-- Task material follows --

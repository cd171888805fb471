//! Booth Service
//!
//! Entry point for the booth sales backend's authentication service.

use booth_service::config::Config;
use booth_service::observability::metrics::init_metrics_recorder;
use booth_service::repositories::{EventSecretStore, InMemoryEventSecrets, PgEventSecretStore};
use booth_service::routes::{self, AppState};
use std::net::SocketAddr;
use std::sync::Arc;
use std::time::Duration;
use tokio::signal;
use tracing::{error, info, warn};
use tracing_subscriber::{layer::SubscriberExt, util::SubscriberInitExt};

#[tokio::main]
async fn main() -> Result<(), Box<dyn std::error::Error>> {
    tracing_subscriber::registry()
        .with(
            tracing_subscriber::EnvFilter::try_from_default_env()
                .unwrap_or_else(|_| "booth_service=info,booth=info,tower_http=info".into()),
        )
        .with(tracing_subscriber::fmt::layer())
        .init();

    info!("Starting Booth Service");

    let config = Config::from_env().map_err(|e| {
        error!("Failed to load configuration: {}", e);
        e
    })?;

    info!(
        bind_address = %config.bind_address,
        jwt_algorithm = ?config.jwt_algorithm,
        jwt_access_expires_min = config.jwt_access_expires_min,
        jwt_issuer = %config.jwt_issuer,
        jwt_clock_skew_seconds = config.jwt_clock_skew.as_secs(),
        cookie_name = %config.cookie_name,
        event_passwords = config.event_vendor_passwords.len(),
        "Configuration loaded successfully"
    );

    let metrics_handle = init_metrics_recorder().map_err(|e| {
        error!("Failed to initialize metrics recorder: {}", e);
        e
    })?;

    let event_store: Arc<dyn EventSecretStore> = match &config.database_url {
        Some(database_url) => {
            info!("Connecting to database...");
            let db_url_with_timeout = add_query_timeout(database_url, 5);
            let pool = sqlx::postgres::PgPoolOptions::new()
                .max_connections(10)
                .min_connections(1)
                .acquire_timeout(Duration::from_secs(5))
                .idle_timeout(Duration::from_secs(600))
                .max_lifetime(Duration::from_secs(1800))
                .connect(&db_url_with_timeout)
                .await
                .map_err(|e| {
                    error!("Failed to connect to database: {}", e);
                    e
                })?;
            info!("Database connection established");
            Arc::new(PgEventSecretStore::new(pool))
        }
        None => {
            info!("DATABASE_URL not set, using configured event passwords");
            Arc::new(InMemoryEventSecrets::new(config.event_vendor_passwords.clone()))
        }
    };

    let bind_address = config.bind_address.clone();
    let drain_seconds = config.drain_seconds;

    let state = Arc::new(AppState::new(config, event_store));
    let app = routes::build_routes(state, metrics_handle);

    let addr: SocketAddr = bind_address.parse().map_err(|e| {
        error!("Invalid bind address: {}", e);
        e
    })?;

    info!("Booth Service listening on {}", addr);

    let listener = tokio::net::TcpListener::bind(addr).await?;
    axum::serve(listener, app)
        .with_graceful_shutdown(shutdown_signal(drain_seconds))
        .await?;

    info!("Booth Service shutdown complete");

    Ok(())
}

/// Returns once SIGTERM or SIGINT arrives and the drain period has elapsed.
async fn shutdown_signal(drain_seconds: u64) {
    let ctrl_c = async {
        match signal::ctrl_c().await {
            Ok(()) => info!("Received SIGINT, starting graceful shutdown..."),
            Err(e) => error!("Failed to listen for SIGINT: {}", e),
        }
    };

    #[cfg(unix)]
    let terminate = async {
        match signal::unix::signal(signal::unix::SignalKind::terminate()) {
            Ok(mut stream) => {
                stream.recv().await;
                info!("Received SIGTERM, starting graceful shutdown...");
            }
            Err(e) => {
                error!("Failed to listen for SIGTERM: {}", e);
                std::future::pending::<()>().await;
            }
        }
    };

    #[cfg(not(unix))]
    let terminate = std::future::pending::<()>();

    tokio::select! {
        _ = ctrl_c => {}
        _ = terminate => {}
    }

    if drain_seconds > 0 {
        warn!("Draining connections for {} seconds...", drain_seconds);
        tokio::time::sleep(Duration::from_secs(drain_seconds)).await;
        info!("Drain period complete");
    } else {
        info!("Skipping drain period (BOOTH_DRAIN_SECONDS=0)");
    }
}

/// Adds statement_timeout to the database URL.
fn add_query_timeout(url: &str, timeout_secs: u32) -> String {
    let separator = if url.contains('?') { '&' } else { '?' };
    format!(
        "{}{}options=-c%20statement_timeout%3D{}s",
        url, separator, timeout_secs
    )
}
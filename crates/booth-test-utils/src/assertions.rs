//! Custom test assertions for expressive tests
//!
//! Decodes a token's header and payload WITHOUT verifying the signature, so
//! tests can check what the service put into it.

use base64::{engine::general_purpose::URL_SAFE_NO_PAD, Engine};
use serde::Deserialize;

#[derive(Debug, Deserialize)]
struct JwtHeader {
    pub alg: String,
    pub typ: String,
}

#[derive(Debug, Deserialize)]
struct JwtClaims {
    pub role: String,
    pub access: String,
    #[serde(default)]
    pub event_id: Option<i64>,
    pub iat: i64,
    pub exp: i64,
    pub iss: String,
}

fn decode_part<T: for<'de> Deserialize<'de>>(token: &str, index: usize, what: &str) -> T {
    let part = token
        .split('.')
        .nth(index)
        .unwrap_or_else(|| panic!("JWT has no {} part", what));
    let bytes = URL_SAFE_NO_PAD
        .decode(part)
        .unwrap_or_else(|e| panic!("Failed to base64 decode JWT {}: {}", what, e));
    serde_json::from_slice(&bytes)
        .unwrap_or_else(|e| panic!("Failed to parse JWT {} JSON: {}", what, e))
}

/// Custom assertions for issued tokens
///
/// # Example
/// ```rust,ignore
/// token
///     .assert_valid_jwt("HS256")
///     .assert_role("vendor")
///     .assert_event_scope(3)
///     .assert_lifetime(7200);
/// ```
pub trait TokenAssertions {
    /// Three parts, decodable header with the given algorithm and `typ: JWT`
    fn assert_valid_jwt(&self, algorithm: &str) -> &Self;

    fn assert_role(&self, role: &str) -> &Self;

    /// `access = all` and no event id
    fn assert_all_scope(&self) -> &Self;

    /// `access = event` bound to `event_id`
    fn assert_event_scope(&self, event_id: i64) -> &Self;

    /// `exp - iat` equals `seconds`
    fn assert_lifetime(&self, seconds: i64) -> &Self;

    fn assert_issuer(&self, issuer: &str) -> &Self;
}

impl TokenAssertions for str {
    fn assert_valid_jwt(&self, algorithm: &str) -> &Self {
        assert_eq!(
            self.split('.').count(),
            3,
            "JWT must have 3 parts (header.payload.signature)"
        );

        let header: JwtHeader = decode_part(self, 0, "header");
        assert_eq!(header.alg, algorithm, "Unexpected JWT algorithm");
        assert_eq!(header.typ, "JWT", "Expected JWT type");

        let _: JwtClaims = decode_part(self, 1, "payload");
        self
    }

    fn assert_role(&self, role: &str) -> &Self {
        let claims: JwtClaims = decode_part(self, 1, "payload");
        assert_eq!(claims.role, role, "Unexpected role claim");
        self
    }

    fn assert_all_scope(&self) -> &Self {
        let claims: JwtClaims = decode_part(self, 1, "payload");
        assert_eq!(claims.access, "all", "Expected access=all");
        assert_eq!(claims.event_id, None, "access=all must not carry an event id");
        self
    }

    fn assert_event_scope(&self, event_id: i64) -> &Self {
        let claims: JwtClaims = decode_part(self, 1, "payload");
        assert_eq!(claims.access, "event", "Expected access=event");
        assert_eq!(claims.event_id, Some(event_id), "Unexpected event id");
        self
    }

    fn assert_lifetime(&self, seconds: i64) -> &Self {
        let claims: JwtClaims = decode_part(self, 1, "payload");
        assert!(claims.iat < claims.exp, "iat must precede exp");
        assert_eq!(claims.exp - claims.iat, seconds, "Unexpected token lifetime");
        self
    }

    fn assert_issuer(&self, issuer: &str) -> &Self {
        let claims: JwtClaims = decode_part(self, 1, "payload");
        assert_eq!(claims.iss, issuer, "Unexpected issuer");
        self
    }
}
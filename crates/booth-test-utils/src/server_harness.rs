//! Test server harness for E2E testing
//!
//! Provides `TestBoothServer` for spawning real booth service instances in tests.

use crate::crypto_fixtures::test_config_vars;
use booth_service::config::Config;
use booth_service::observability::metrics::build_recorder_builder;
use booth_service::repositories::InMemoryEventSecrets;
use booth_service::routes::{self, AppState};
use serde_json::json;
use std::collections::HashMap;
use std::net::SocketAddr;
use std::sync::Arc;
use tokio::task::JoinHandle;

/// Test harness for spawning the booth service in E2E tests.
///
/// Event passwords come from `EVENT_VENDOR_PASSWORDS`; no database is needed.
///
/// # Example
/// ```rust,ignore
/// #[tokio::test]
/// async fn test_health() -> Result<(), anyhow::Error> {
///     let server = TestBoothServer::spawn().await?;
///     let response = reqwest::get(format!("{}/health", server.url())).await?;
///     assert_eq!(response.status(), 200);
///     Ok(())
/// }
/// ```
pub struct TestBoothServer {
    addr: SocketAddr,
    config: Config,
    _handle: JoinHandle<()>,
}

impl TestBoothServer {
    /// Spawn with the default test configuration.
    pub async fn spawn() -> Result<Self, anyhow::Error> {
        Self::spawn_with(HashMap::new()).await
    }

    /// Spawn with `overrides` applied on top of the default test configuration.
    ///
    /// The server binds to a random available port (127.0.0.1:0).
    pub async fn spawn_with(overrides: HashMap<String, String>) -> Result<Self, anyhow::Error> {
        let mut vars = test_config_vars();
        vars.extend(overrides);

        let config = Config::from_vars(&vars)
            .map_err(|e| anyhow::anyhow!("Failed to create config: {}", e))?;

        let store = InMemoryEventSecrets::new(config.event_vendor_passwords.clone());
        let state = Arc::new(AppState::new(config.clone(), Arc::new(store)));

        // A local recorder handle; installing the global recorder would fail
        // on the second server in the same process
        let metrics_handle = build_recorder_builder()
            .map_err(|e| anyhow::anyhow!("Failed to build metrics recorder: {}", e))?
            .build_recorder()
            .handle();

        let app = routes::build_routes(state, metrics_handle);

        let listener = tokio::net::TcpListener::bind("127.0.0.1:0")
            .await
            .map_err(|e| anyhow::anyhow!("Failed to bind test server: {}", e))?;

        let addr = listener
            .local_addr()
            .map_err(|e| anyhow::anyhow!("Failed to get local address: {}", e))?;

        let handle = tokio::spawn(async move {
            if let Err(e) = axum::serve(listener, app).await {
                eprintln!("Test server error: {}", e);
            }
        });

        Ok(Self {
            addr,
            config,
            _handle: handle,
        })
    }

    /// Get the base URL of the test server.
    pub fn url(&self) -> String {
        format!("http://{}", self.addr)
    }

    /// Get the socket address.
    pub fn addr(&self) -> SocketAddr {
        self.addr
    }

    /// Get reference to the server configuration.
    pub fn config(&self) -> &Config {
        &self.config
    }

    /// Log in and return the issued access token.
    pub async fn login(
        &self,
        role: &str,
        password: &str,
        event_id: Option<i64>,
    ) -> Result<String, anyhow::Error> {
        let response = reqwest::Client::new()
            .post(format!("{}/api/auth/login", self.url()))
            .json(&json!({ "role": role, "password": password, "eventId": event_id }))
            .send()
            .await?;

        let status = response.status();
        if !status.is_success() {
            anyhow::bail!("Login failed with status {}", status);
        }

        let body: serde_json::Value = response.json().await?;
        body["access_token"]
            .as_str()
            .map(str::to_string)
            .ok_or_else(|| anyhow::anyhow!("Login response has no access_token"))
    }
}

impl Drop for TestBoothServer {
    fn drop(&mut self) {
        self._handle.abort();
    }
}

-- Task material concluded --

▶ **Instructions to follow**
All lines above with "AppState" in them should be returned.

▶ **Response area**
use booth_service::routes::{self, AppState};
    let state = Arc::new(AppState::new(config, event_store));
use booth_service::routes::{self, AppState};
        let state = Arc::new(AppState::new(config.clone(), Arc::new(store)));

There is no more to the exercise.